Fast-Slow Analysis of the Integrated Oscillator Model for Pancreatic Beta-Cells

Joseph P. McKenna, Richard Bertram

Insulin-secreting pancreatic beta-cells are electrically excitable cells that are unusual because their electrical activity is influenced directly by metabolism via ATP-sensitive potassium channels. At the same time, changes in the intracellular calcium concentration that result from the cell's electrical activity influence metabolism in several ways. Thus, there is bidirectional coupling between the electrical dynamics and the metabolic dynamics in beta-cells. A mathematical model has been previously developed, called the Integrated Oscillator Model (IOM), to highlight the bidirectional coupling involved in the oscillation mechanism. In this study, we show how this coupling can produce oscillations in beta-cell activity. These oscillations have period similar to that of insulin secretion pulses observed in rats, mice, dogs, and humans, which has been shown to facilitate the action of the liver in maintaining glucose homeostasis.
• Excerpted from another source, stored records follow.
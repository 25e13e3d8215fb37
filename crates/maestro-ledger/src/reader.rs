//! Ledger read paths: history pages and replay streaming.

use std::io::Read;
use std::sync::Arc;

use flate2::read::GzDecoder;
use futures_util::Stream;
use serde_json::Value;
use tracing::debug;

use maestro_core::types::{ConversationId, TenantId};
use maestro_storage::ObjectStore;
use maestro_store::types::LedgerEventRef;
use maestro_store::Store;

use crate::cursor::LedgerCursor;
use crate::error::{LedgerError, Result};

const REPLAY_PAGE_SIZE: usize = 500;

pub struct LedgerReader {
    store: Arc<Store>,
    objects: Arc<dyn ObjectStore>,
}

impl LedgerReader {
    pub fn new(store: Arc<Store>, objects: Arc<dyn ObjectStore>) -> Self {
        Self { store, objects }
    }

    /// Tenant-scoping preflight: a mismatched tenant sees not-found
    /// before any payload work happens.
    pub fn check_access(&self, tenant_id: TenantId, conversation_id: ConversationId) -> Result<()> {
        match self.store.get_conversation(tenant_id, conversation_id)? {
            Some(_) => Ok(()),
            None => Err(LedgerError::ConversationNotFound),
        }
    }

    /// One ordered page of decoded frames plus the next cursor.
    pub async fn get_events_page(
        &self,
        tenant_id: TenantId,
        conversation_id: ConversationId,
        workflow_run_id: Option<&str>,
        limit: usize,
        cursor: Option<&str>,
    ) -> Result<(Vec<Value>, Option<String>)> {
        self.check_access(tenant_id, conversation_id)?;
        let after = cursor
            .map(LedgerCursor::decode)
            .transpose()?
            .map(|c| c.last_event_id);

        // fetch one extra row to learn whether another page exists
        let refs = self.store.list_ledger_events(
            conversation_id,
            after,
            limit + 1,
            workflow_run_id,
        )?;
        let has_more = refs.len() > limit;
        let page: Vec<LedgerEventRef> = refs.into_iter().take(limit).collect();

        let next_cursor = if has_more {
            page.last().map(|r| {
                LedgerCursor {
                    last_event_id: r.event_id,
                }
                .encode()
            })
        } else {
            None
        };

        let mut frames = Vec::with_capacity(page.len());
        for r in &page {
            frames.push(self.load_payload(r).await?);
        }
        Ok((frames, next_cursor))
    }

    /// Every recorded frame from `cursor` on, as raw JSON text, for SSE
    /// replay. Pages internally; order follows `event_id`.
    pub fn replay_json(
        self: Arc<Self>,
        conversation_id: ConversationId,
        workflow_run_id: Option<String>,
        cursor: Option<LedgerCursor>,
    ) -> impl Stream<Item = Result<String>> {
        async_stream::try_stream! {
            let mut after = cursor.map(|c| c.last_event_id);
            loop {
                let refs = self.store.list_ledger_events(
                    conversation_id,
                    after,
                    REPLAY_PAGE_SIZE,
                    workflow_run_id.as_deref(),
                )?;
                if refs.is_empty() {
                    break;
                }
                after = refs.last().map(|r| r.event_id);
                for r in refs {
                    let text = self.load_payload_text(&r).await?;
                    yield text;
                }
            }
            debug!(conversation_id = %conversation_id, "ledger replay complete");
        }
    }

    async fn load_payload_text(&self, r: &LedgerEventRef) -> Result<String> {
        if let Some(inline) = &r.payload_inline_json {
            return Ok(inline.clone());
        }
        let key = r
            .payload_object_key
            .as_ref()
            .ok_or(LedgerError::MissingPayload {
                event_id: r.event_id,
            })?;
        let compressed = self.objects.get_object_bytes(key).await?;
        let mut decoder = GzDecoder::new(compressed.as_slice());
        let mut text = String::new();
        decoder.read_to_string(&mut text)?;
        Ok(text)
    }

    async fn load_payload(&self, r: &LedgerEventRef) -> Result<Value> {
        let text = self.load_payload_text(r).await?;
        Ok(serde_json::from_str(&text)?)
    }
}

#[cfg(test)]
mod tests {
    use super::*;
    use futures_util::StreamExt;
    use maestro_core::config::LedgerConfig;
    use maestro_protocol::frames::FrameEnvelope;
    use maestro_storage::memory::MemoryObjectStore;

    use crate::writer::LedgerWriter;

    struct Fixture {
        reader: Arc<LedgerReader>,
        writer: Arc<LedgerWriter>,
        tenant: TenantId,
        other_tenant: TenantId,
        conv: ConversationId,
    }

    fn fixture(inline_max: usize) -> Fixture {
        let store = Arc::new(Store::open_in_memory().unwrap());
        let tenant = store.create_tenant("acme", "Acme").unwrap();
        let other = store.create_tenant("rival", "Rival").unwrap();
        let conv = ConversationId::from_key("thread");
        store
            .get_or_create_conversation(tenant.id, conv, "thread", None)
            .unwrap();
        let objects: Arc<MemoryObjectStore> = Arc::new(MemoryObjectStore::new());
        Fixture {
            reader: Arc::new(LedgerReader::new(Arc::clone(&store), objects.clone())),
            writer: Arc::new(LedgerWriter::new(
                store,
                objects,
                &LedgerConfig {
                    inline_max_bytes: inline_max,
                    write_deadline_ms: 2_000,
                },
            )),
            tenant: tenant.id,
            other_tenant: other.id,
            conv,
        }
    }

    async fn emit(f: &Fixture, n: usize, text: &str) -> Vec<String> {
        let env = FrameEnvelope::new(f.conv.to_string());
        let mut emitted = Vec::new();
        for _ in 0..n {
            let frame = f
                .writer
                .record(f.tenant, f.conv, None, |id| {
                    env.raw_response(
                        id,
                        "response.output_text.delta",
                        Some(text.to_string()),
                        None,
                        None,
                    )
                })
                .await
                .unwrap();
            emitted.push(serde_json::to_string(&frame).unwrap());
        }
        emitted
    }

    #[tokio::test]
    async fn inline_round_trip_is_byte_equal() {
        let f = fixture(32 * 1024);
        let emitted = emit(&f, 3, "hello").await;
        let (frames, next) = f
            .reader
            .get_events_page(f.tenant, f.conv, None, 10, None)
            .await
            .unwrap();
        assert!(next.is_none());
        for (frame, original) in frames.iter().zip(&emitted) {
            assert_eq!(serde_json::to_string(frame).unwrap(), *original);
        }
    }

    #[tokio::test]
    async fn spilled_round_trip_is_byte_equal() {
        let f = fixture(16); // force every frame to spill
        let emitted = emit(&f, 2, &"y".repeat(200)).await;
        let (frames, _) = f
            .reader
            .get_events_page(f.tenant, f.conv, None, 10, None)
            .await
            .unwrap();
        assert_eq!(frames.len(), 2);
        for (frame, original) in frames.iter().zip(&emitted) {
            assert_eq!(serde_json::to_string(frame).unwrap(), *original);
        }
    }

    #[tokio::test]
    async fn pagination_walks_to_a_null_cursor() {
        let f = fixture(32 * 1024);
        emit(&f, 5, "x").await;
        let mut cursor: Option<String> = None;
        let mut seen = Vec::new();
        loop {
            let (frames, next) = f
                .reader
                .get_events_page(f.tenant, f.conv, None, 2, cursor.as_deref())
                .await
                .unwrap();
            seen.extend(
                frames
                    .iter()
                    .map(|v| v["event_id"].as_u64().unwrap()),
            );
            match next {
                Some(c) => cursor = Some(c),
                None => break,
            }
        }
        assert_eq!(seen, vec![1, 2, 3, 4, 5]);
    }

    #[tokio::test]
    async fn cross_tenant_read_is_not_found() {
        let f = fixture(32 * 1024);
        emit(&f, 1, "x").await;
        assert!(matches!(
            f.reader
                .get_events_page(f.other_tenant, f.conv, None, 10, None)
                .await
                .unwrap_err(),
            LedgerError::ConversationNotFound
        ));
    }

    #[tokio::test]
    async fn replay_preserves_event_ids_in_order() {
        let f = fixture(32 * 1024);
        let emitted = emit(&f, 4, "delta").await;
        let stream = Arc::clone(&f.reader).replay_json(f.conv, None, None);
        let replayed: Vec<String> = stream.map(|r| r.unwrap()).collect().await;
        assert_eq!(replayed.len(), emitted.len());
        for (r, e) in replayed.iter().zip(&emitted) {
            assert_eq!(r, e);
        }
    }

    #[tokio::test]
    async fn bad_cursor_is_a_validation_error() {
        let f = fixture(32 * 1024);
        assert!(matches!(
            f.reader
                .get_events_page(f.tenant, f.conv, None, 10, Some("garbage!"))
                .await
                .unwrap_err(),
            LedgerError::InvalidCursor
        ));
    }
}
In a companion paper we show that the IOM can produce oscillations using two distinct mechanisms, depending on the values of electrical and metabolic parameters. In the present article, we use fast-slow analysis to understand the mechanisms underlying each of these oscillations. In particular, we show why a key variable in the glycolytic pathway generates a pulsatile time course in one type of oscillation, while it generates a sawtooth time course in the other type. The significance of these patterns is that the time course is a reflection of whether an intrinsic glycolytic oscillator is active, or whether the oscillations are a direct consequence of calcium feedback onto glycolysis.